First, small cities can focus on the brand that matters to their residents. This is a better approach rather than trying to be all things to all people. It allows cities to focus on the things that matter to people and save money on other operations, which will relieve the financial pressure most cities face. For many cities, this will mean maintaining brand-name police and fire services while consolidating other, less visible operations with other cities, their county, or regional entities.

Second, cities must focus on improving voter turnout and, especially in larger cities, find a way to create a more responsive set of elected officials. Turnout is low in many small cities – including Bell and Ferguson – in large part because elections are held off-cycle, usually in the spring of odd years. A forthcoming report from the Kinder Institute’s Center for Local Elections in America Project, focusing on the turnout problem in California, concludes that the single most significant factor in local turnout is the timing of local elections. Simply switching to on-cycle elections can vastly increase turnout.

Third, many of these problems could be solved by simply increasing the size of the legislative bodies.

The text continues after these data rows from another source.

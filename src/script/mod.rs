//! Script Module
//!
//! Server-side atomic scripts.
//!
//! A script sees the keyspace only through [`ScriptContext`], and the store
//! runs it with exclusive access, so a read-modify-write sequence inside a
//! script cannot interleave with any other client. Over the network a script
//! is referenced by its registered name, and the server resolves it through
//! a [`ScriptRegistry`].
//!
//! ## Built-in Scripts
//! - `fixed_window_limit`: increment a window counter and compare to a limit
//! - `compare_and_delete`: delete a key only if it still holds a given token

mod compare_delete;
mod fixed_window;
mod registry;

pub use compare_delete::CompareAndDeleteScript;
pub use fixed_window::FixedWindowScript;
pub use registry::ScriptRegistry;

use crate::error::{LeaseError, Result};
use crate::store::Value;

/// Keyspace operations available to a running script
pub trait ScriptContext {
    fn get(&mut self, key: &str) -> Option<String>;

    /// Overwrite the value, clearing any TTL
    fn set(&mut self, key: &str, value: String);

    fn incr(&mut self, key: &str) -> Result<i64>;

    fn expire(&mut self, key: &str, ttl_secs: u64) -> bool;

    fn ttl(&mut self, key: &str) -> Option<u64>;

    fn delete(&mut self, key: &str) -> u64;
}

/// An atomic server-side script
pub trait Script: Send + Sync {
    /// Name the script is registered under on the server
    fn name(&self) -> &str;

    /// Execute against the locked keyspace
    fn run(&self, ctx: &mut dyn ScriptContext, keys: &[String], args: &[String]) -> Result<Value>;
}

/// `keys[index]`, or a script error naming what is missing
pub(crate) fn key_at<'a>(script: &str, keys: &'a [String], index: usize) -> Result<&'a str> {
    keys.get(index)
        .map(String::as_str)
        .ok_or_else(|| LeaseError::Script(format!("{}: missing key #{}", script, index + 1)))
}

/// `args[index]` parsed as an unsigned integer
pub(crate) fn int_arg(script: &str, args: &[String], index: usize) -> Result<Option<u64>> {
    match args.get(index) {
        None => Ok(None),
        Some(raw) => raw.parse().map(Some).map_err(|_| {
            LeaseError::Script(format!(
                "{}: argument #{} is not an integer: '{}'",
                script,
                index + 1,
                raw
            ))
        }),
    }
}
//! Listing cache layer
//!
//! Per-drive caches of folder listings keyed by path, with hit/miss
//! accounting, manual invalidation and an optional recurring refresh per
//! drive. Values are produced by backend connectors; the cache only stores
//! and serves them.

pub mod drive_cache;
mod refresh;

use std::collections::BTreeSet;
use std::future::Future;
use std::sync::{Arc, Weak};
use std::time::Duration;

use async_trait::async_trait;
use dashmap::DashMap;
use tracing::{debug, info};

use crate::backend::BackendError;
use crate::error::Result;
use crate::model::{CacheInfo, DriveId, Listing};

pub use drive_cache::{DriveCache, RefreshSummary};

/// Where refreshes fetch fresh listings from
#[async_trait]
pub trait CacheSource: Send + Sync {
    async fn load(&self, drive_id: DriveId, key: &str) -> Result<Listing, BackendError>;
}

/// Cache tuning shared by every drive
#[derive(Debug, Clone)]
pub struct CacheSettings {
    /// How long a listing stays valid
    pub ttl: Duration,
    /// Max listings kept per drive
    pub max_capacity: u64,
    /// Period of the auto-refresh task
    pub refresh_interval: Duration,
}

impl Default for CacheSettings {
    fn default() -> Self {
        Self {
            ttl: Duration::from_secs(1800),
            max_capacity: 10_000,
            refresh_interval: Duration::from_secs(60),
        }
    }
}

/// All per-drive caches
pub struct CacheManager {
    settings: CacheSettings,
    drives: DashMap<DriveId, Arc<DriveCache>>,
}

impl CacheManager {
    pub fn new(settings: CacheSettings) -> Self {
        Self {
            settings,
            drives: DashMap::new(),
        }
    }

    /// Cache state for a drive, created on first use
    pub fn drive(&self, drive_id: DriveId) -> Arc<DriveCache> {
        Arc::clone(
            &*self
                .drives
                .entry(drive_id)
                .or_insert_with(|| Arc::new(DriveCache::new(drive_id, &self.settings))),
        )
    }

    fn existing(&self, drive_id: DriveId) -> Option<Arc<DriveCache>> {
        self.drives.get(&drive_id).map(|entry| Arc::clone(&*entry))
    }

    pub fn is_enabled(&self, drive_id: DriveId) -> bool {
        self.existing(drive_id).is_some_and(|c| c.is_enabled())
    }

    pub async fn set_enabled(&self, drive_id: DriveId, enabled: bool) {
        self.drive(drive_id).set_enabled(enabled).await;
    }

    pub async fn get(&self, drive_id: DriveId, key: &str) -> Option<Listing> {
        self.drive(drive_id).get(key).await
    }

    pub async fn insert(&self, drive_id: DriveId, key: &str, listing: Listing) {
        self.drive(drive_id).insert(key, listing).await;
    }

    pub async fn get_or_load<F>(&self, drive_id: DriveId, key: &str, fetch: F) -> Result<Listing>
    where
        F: Future<Output = Result<Listing, BackendError>>,
    {
        self.drive(drive_id).get_or_load(key, fetch).await
    }

    pub async fn remove(&self, drive_id: DriveId, key: &str) {
        if let Some(cache) = self.existing(drive_id) {
            cache.remove(key).await;
        }
    }

    pub async fn clear(&self, drive_id: DriveId) {
        if let Some(cache) = self.existing(drive_id) {
            cache.clear().await;
        }
    }

    pub fn key_set(&self, drive_id: DriveId) -> BTreeSet<String> {
        self.existing(drive_id).map(|c| c.keys()).unwrap_or_default()
    }

    pub fn hit_count(&self, drive_id: DriveId) -> u64 {
        self.existing(drive_id).map_or(0, |c| c.hit_count())
    }

    pub fn miss_count(&self, drive_id: DriveId) -> u64 {
        self.existing(drive_id).map_or(0, |c| c.miss_count())
    }

    pub fn info(&self, drive_id: DriveId) -> CacheInfo {
        self.existing(drive_id).map(|c| c.info()).unwrap_or_default()
    }

    /// Invalidate then repopulate one key
    pub async fn refresh(&self, drive_id: DriveId, key: &str, source: &dyn CacheSource) -> Result<Listing> {
        self.drive(drive_id).refresh_key(key, source).await
    }

    pub async fn start_auto_refresh(&self, drive_id: DriveId, source: Weak<dyn CacheSource>) {
        self.drive(drive_id).start_auto_refresh(source).await;
    }

    pub async fn stop_auto_refresh(&self, drive_id: DriveId) {
        if let Some(cache) = self.existing(drive_id) {
            cache.stop_auto_refresh().await;
        }
    }

    pub async fn is_auto_refreshing(&self, drive_id: DriveId) -> bool {
        match self.existing(drive_id) {
            Some(cache) => cache.is_auto_refreshing().await,
            None => false,
        }
    }

    /// Drop all state of a deleted drive, counters included
    pub async fn remove_drive(&self, drive_id: DriveId) {
        if let Some((_, cache)) = self.drives.remove(&drive_id) {
            cache.stop_auto_refresh().await;
            cache.clear().await;
            debug!(drive_id = drive_id, "Dropped drive cache");
        }
    }

    /// Stop every refresh schedule
    pub async fn shutdown(&self) {
        let caches: Vec<_> = self.drives.iter().map(|e| Arc::clone(e.value())).collect();
        for cache in caches {
            cache.stop_auto_refresh().await;
        }
        info!(drives = self.drives.len(), "Cache schedules stopped");
    }
}

impl Default for CacheManager {
    fn default() -> Self {
        Self::new(CacheSettings::default())
    }
}
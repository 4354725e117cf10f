//! Per-drive listing cache
//!
//! One moka cache per drive plus its hit/miss counters and its auto-refresh
//! schedule. Drives never share state, so operations on different drives do
//! not contend.

use std::collections::BTreeSet;
use std::future::Future;
use std::sync::atomic::{AtomicBool, AtomicU64, Ordering};
use std::sync::{Arc, Weak};
use std::time::Duration;

use moka::future::Cache;
use tokio::sync::{watch, Mutex};
use tokio::task::JoinHandle;
use tracing::{debug, info, trace, warn};

use super::refresh;
use super::{CacheSettings, CacheSource};
use crate::backend::BackendError;
use crate::error::{DriveError, Result};
use crate::model::{CacheInfo, DriveId, Listing};

/// Handle to a running auto-refresh task
struct RefreshSchedule {
    stop: watch::Sender<bool>,
    task: JoinHandle<()>,
}

impl RefreshSchedule {
    /// Signal the task to exit. A pass already running is allowed to finish.
    fn cancel(self) {
        let _ = self.stop.send(true);
    }
}

/// Outcome of one refresh pass
#[derive(Debug, Clone, Copy, Default, PartialEq, Eq)]
pub struct RefreshSummary {
    pub refreshed: usize,
    pub failed: usize,
    /// Failures the backend reported as temporary; included in `failed`
    pub transient: usize,
}

pub struct DriveCache {
    drive_id: DriveId,
    entries: Cache<String, Listing>,
    hits: AtomicU64,
    misses: AtomicU64,
    /// Nothing is stored while false
    enabled: AtomicBool,
    /// Bumped by every clear; populations started under an older value are
    /// discarded when they land
    generation: AtomicU64,
    refresh_interval: Duration,
    /// Held for the duration of a full refresh pass
    refresh_pass: Mutex<()>,
    schedule: Mutex<Option<RefreshSchedule>>,
}

impl DriveCache {
    pub fn new(drive_id: DriveId, settings: &CacheSettings) -> Self {
        let entries = Cache::builder()
            .max_capacity(settings.max_capacity)
            .time_to_live(settings.ttl)
            .name(&format!("drive_{}_listings", drive_id))
            .build();

        Self {
            drive_id,
            entries,
            hits: AtomicU64::new(0),
            misses: AtomicU64::new(0),
            enabled: AtomicBool::new(false),
            generation: AtomicU64::new(0),
            refresh_interval: settings.refresh_interval,
            refresh_pass: Mutex::new(()),
            schedule: Mutex::new(None),
        }
    }

    pub fn is_enabled(&self) -> bool {
        self.enabled.load(Ordering::Acquire)
    }

    /// Turn caching on or off. Turning it off evicts everything.
    pub async fn set_enabled(&self, enabled: bool) {
        let was = self.enabled.swap(enabled, Ordering::AcqRel);
        if was && !enabled {
            self.clear().await;
        }
        if was != enabled {
            debug!(drive_id = self.drive_id, enabled = enabled, "Cache enabled flag changed");
        }
    }

    /// Look up a listing, counting the hit or miss
    pub async fn get(&self, key: &str) -> Option<Listing> {
        match self.entries.get(key).await {
            Some(listing) => {
                self.hits.fetch_add(1, Ordering::Relaxed);
                trace!(drive_id = self.drive_id, key = key, "Cache HIT");
                Some(listing)
            }
            None => {
                self.misses.fetch_add(1, Ordering::Relaxed);
                trace!(drive_id = self.drive_id, key = key, "Cache MISS");
                None
            }
        }
    }

    /// Store a listing computed elsewhere. Ignored while disabled.
    pub async fn insert(&self, key: &str, listing: Listing) {
        if !self.is_enabled() {
            return;
        }
        let generation = self.generation();
        self.entries.insert(key.to_string(), listing).await;
        if self.discard_if_stale(key, generation).await {
            return;
        }
        debug!(drive_id = self.drive_id, key = key, "Cached listing");
    }

    fn generation(&self) -> u64 {
        self.generation.load(Ordering::Acquire)
    }

    /// Evict `key` again if caching was turned off or the cache cleared
    /// since `generation` was read. Returns true if it did.
    async fn discard_if_stale(&self, key: &str, generation: u64) -> bool {
        if self.is_enabled() && self.generation() == generation {
            return false;
        }
        self.entries.invalidate(key).await;
        debug!(drive_id = self.drive_id, key = key, "Dropped listing populated before a clear");
        true
    }

    /// Serve `key` from cache, or populate it from `fetch` on a miss.
    ///
    /// Concurrent misses on the same key share one `fetch`. Failed fetches
    /// are not cached.
    pub async fn get_or_load<F>(&self, key: &str, fetch: F) -> Result<Listing>
    where
        F: Future<Output = Result<Listing, BackendError>>,
    {
        if !self.is_enabled() {
            return Ok(fetch.await?);
        }
        if let Some(listing) = self.get(key).await {
            return Ok(listing);
        }
        let generation = self.generation();
        let listing = self.entries.try_get_with(key.to_string(), fetch).await?;
        if !self.discard_if_stale(key, generation).await {
            debug!(drive_id = self.drive_id, key = key, entries = listing.len(), "Populated listing");
        }
        Ok(listing)
    }

    /// Evict one entry; absent keys are fine
    pub async fn remove(&self, key: &str) {
        self.entries.invalidate(key).await;
        debug!(drive_id = self.drive_id, key = key, "Evicted listing");
    }

    /// Evict everything. Hit/miss counters are kept.
    pub async fn clear(&self) {
        self.generation.fetch_add(1, Ordering::AcqRel);
        for (key, _) in self.entries.iter() {
            self.entries.invalidate(key.as_str()).await;
        }
        self.entries.invalidate_all();
        debug!(drive_id = self.drive_id, "Cleared drive cache");
    }

    /// Keys currently cached
    pub fn keys(&self) -> BTreeSet<String> {
        self.entries.iter().map(|(key, _)| key.as_ref().clone()).collect()
    }

    pub fn hit_count(&self) -> u64 {
        self.hits.load(Ordering::Relaxed)
    }

    pub fn miss_count(&self) -> u64 {
        self.misses.load(Ordering::Relaxed)
    }

    pub fn info(&self) -> CacheInfo {
        let keys = self.keys();
        CacheInfo {
            cache_count: keys.len(),
            hit_count: self.hit_count(),
            miss_count: self.miss_count(),
            keys,
        }
    }

    /// Evict `key`, then repopulate it from `source`.
    ///
    /// On failure the key stays evicted. While caching is disabled the fresh
    /// listing is returned but not stored.
    pub async fn refresh_key(&self, key: &str, source: &dyn CacheSource) -> Result<Listing> {
        self.remove(key).await;

        let loaded = if self.is_enabled() {
            let generation = self.generation();
            let loaded = self
                .entries
                .try_get_with(key.to_string(), source.load(self.drive_id, key))
                .await;
            if loaded.is_ok() {
                self.discard_if_stale(key, generation).await;
            }
            loaded
        } else {
            source.load(self.drive_id, key).await.map_err(Arc::new)
        };

        loaded.map_err(|source| DriveError::Refresh {
            drive_id: self.drive_id,
            key: key.to_string(),
            source,
        })
    }

    /// Refresh every cached key. Failures are logged and skipped.
    pub async fn refresh_all(&self, source: &dyn CacheSource) -> RefreshSummary {
        let _pass = self.refresh_pass.lock().await;
        let mut summary = RefreshSummary::default();

        for key in self.keys() {
            match self.refresh_key(&key, source).await {
                Ok(_) => summary.refreshed += 1,
                Err(e) if e.is_transient() => {
                    summary.failed += 1;
                    summary.transient += 1;
                    info!(drive_id = self.drive_id, key = %key, error = %e, "Backend busy, key left evicted until next pass");
                }
                Err(e) => {
                    summary.failed += 1;
                    warn!(drive_id = self.drive_id, key = %key, error = %e, "Scheduled refresh failed, key left evicted");
                }
            }
        }

        debug!(
            drive_id = self.drive_id,
            refreshed = summary.refreshed,
            failed = summary.failed,
            transient = summary.transient,
            "Refresh pass finished"
        );
        summary
    }

    /// Start (or restart) the recurring refresh for this drive.
    ///
    /// Any schedule already running is cancelled first, so at most one is
    /// active per drive.
    pub async fn start_auto_refresh(self: &Arc<Self>, source: Weak<dyn CacheSource>) {
        let mut schedule = self.schedule.lock().await;
        if let Some(previous) = schedule.take() {
            debug!(drive_id = self.drive_id, "Replacing existing refresh schedule");
            previous.cancel();
        }

        let (stop, stop_rx) = watch::channel(false);
        let task = tokio::spawn(refresh::run(
            Arc::downgrade(self),
            source,
            self.refresh_interval,
            stop_rx,
        ));
        *schedule = Some(RefreshSchedule { stop, task });

        info!(
            drive_id = self.drive_id,
            interval_secs = self.refresh_interval.as_secs_f64(),
            "Auto cache refresh started"
        );
    }

    /// Stop the recurring refresh; no-op if none is running
    pub async fn stop_auto_refresh(&self) {
        if let Some(schedule) = self.schedule.lock().await.take() {
            schedule.cancel();
            info!(drive_id = self.drive_id, "Auto cache refresh stopped");
        }
    }

    pub async fn is_auto_refreshing(&self) -> bool {
        self.schedule
            .lock()
            .await
            .as_ref()
            .is_some_and(|s| !s.task.is_finished())
    }
}
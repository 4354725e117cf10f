//! Drive configuration error types

use std::sync::Arc;

use thiserror::Error;

use crate::backend::BackendError;
use crate::model::{DriveId, StorageType};

/// Persistence failures
#[derive(Debug, Error)]
pub enum StoreError {
    #[error("store I/O error: {0}")]
    Io(#[from] std::io::Error),

    #[error("store snapshot is malformed: {0}")]
    Serialization(#[from] serde_json::Error),

    #[error("persistence error: {0}")]
    Persistence(String),
}

/// Errors surfaced by the drive service, registry and cache
#[derive(Debug, Error)]
pub enum DriveError {
    #[error("Drive {0} not found")]
    NotFound(DriveId),

    #[error("Drive {0} has no live service instance")]
    NotInitialized(DriveId),

    #[error("Drive {drive_id} failed to initialize, check its storage parameters")]
    Initialization { drive_id: DriveId },

    #[error("Failed to refresh `{key}` on drive {drive_id}: {source}")]
    Refresh {
        drive_id: DriveId,
        key: String,
        #[source]
        source: Arc<BackendError>,
    },

    #[error("No connector registered for storage type {0}")]
    UnsupportedStorageType(StorageType),

    #[error(transparent)]
    Backend(Arc<BackendError>),

    #[error("Transaction failed: {0}")]
    Transaction(#[from] StoreError),
}

impl From<BackendError> for DriveError {
    fn from(e: BackendError) -> Self {
        DriveError::Backend(Arc::new(e))
    }
}

impl From<Arc<BackendError>> for DriveError {
    fn from(e: Arc<BackendError>) -> Self {
        DriveError::Backend(e)
    }
}

impl DriveError {
    /// Whether the underlying backend failure may clear up on its own
    pub fn is_transient(&self) -> bool {
        match self {
            DriveError::Refresh { source, .. } | DriveError::Backend(source) => source.is_transient(),
            _ => false,
        }
    }
}

pub type Result<T, E = DriveError> = std::result::Result<T, E>;
//! Typed storage strategy parameters
//!
//! Union of every parameter any storage type understands. Only the fields a
//! given type uses are populated; the rest stay `None`. Never persisted as
//! is: the binder translates it to and from `StorageConfig` rows.

use serde::{Deserialize, Serialize};

#[derive(Debug, Clone, Default, PartialEq, Eq, Serialize, Deserialize)]
#[serde(rename_all = "camelCase", default)]
pub struct StorageStrategyConfig {
    #[serde(skip_serializing_if = "Option::is_none")]
    pub end_point: Option<String>,
    #[serde(skip_serializing_if = "Option::is_none")]
    pub path_style: Option<String>,
    /// The only flag-typed parameter
    #[serde(skip_serializing_if = "Option::is_none")]
    pub is_private: Option<bool>,
    #[serde(skip_serializing_if = "Option::is_none")]
    pub access_key: Option<String>,
    #[serde(skip_serializing_if = "Option::is_none")]
    pub secret_key: Option<String>,
    #[serde(skip_serializing_if = "Option::is_none")]
    pub secret_id: Option<String>,
    #[serde(skip_serializing_if = "Option::is_none")]
    pub bucket_name: Option<String>,
    #[serde(skip_serializing_if = "Option::is_none")]
    pub host: Option<String>,
    #[serde(skip_serializing_if = "Option::is_none")]
    pub port: Option<String>,
    #[serde(skip_serializing_if = "Option::is_none")]
    pub access_token: Option<String>,
    #[serde(skip_serializing_if = "Option::is_none")]
    pub refresh_token: Option<String>,
    #[serde(skip_serializing_if = "Option::is_none")]
    pub file_path: Option<String>,
    #[serde(skip_serializing_if = "Option::is_none")]
    pub username: Option<String>,
    #[serde(skip_serializing_if = "Option::is_none")]
    pub password: Option<String>,
    #[serde(skip_serializing_if = "Option::is_none")]
    pub domain: Option<String>,
    #[serde(skip_serializing_if = "Option::is_none")]
    pub base_path: Option<String>,
    #[serde(skip_serializing_if = "Option::is_none")]
    pub site_id: Option<String>,
    #[serde(skip_serializing_if = "Option::is_none")]
    pub list_id: Option<String>,
    #[serde(skip_serializing_if = "Option::is_none")]
    pub site_name: Option<String>,
    #[serde(skip_serializing_if = "Option::is_none")]
    pub site_type: Option<String>,
    #[serde(skip_serializing_if = "Option::is_none")]
    pub region: Option<String>,
}

/// Generates name-based access to the text-typed fields.
///
/// Keys are the persisted (camelCase) parameter names; the schema table in
/// `crate::schema` must list the same names.
macro_rules! text_fields {
    ($($key:literal => $field:ident),* $(,)?) => {
        impl StorageStrategyConfig {
            /// Persisted names of all text-typed fields
            pub const TEXT_KEYS: &'static [&'static str] = &[$($key),*];

            /// Borrow a text field by its persisted name
            pub fn text(&self, key: &str) -> Option<&Option<String>> {
                match key {
                    $($key => Some(&self.$field),)*
                    _ => None,
                }
            }

            /// Mutably borrow a text field by its persisted name
            pub fn text_mut(&mut self, key: &str) -> Option<&mut Option<String>> {
                match key {
                    $($key => Some(&mut self.$field),)*
                    _ => None,
                }
            }
        }
    };
}

text_fields! {
    "endPoint" => end_point,
    "pathStyle" => path_style,
    "accessKey" => access_key,
    "secretKey" => secret_key,
    "secretId" => secret_id,
    "bucketName" => bucket_name,
    "host" => host,
    "port" => port,
    "accessToken" => access_token,
    "refreshToken" => refresh_token,
    "filePath" => file_path,
    "username" => username,
    "password" => password,
    "domain" => domain,
    "basePath" => base_path,
    "siteId" => site_id,
    "listId" => list_id,
    "siteName" => site_name,
    "siteType" => site_type,
    "region" => region,
}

Many larger cities function with outmoded small legislative bodies that impede responsiveness due to large districts. The public sometimes expesses disdain for politicians and opposes the idea of having more of them. And lobbyists prefer to have as few legislators as possible. But there's another way.

Los Angeles, for example, has 15 district city councilmembers for its 4 million people spread across 465 square miles. Houston has 11 city council districts and 5 at-large councilmembers for a city of more than 600 square miles with 2.2 million residents. San Diego has 9 city council districts for a city of 340 square miles with 1.3 million residents. Combined with low turnout, this is a recipe for unresponsive government whose elected officials probably listen only to well-organized and well-funded constituencies.

To cite just one example, in December 2015, Karla Cisneros – a former school board member – was elected to Houston City Council from District H with approximately 5,400 votes. District H spreads across almost 40 square miles and has close to 200,000 residents. This is just an example, essentially chosen at random, of just how big these districts are. But it is typical of big-city, large-district, low-turnout situations.

Fourth, states do need to intervene to overcome the parochial interests cities sometimes inevitably wind up representing.

The most common parochial issue is housing – which a prosperous region needs but residents of an individual city often oppose. California, New Jersey, and a few other states have attempted to use state requirements to overcome local opposition to housing, mostly by forcing cities to upzone property to build higher densities. These interventions can be controversial and sometimes ineffective, but in the absence of right-sized cities and true regional governance they are necessary.

It’s not easy for to reform a well-established and often hidebound system of cities and counties so that it works for a new century. But reforms around the edges could make a big difference.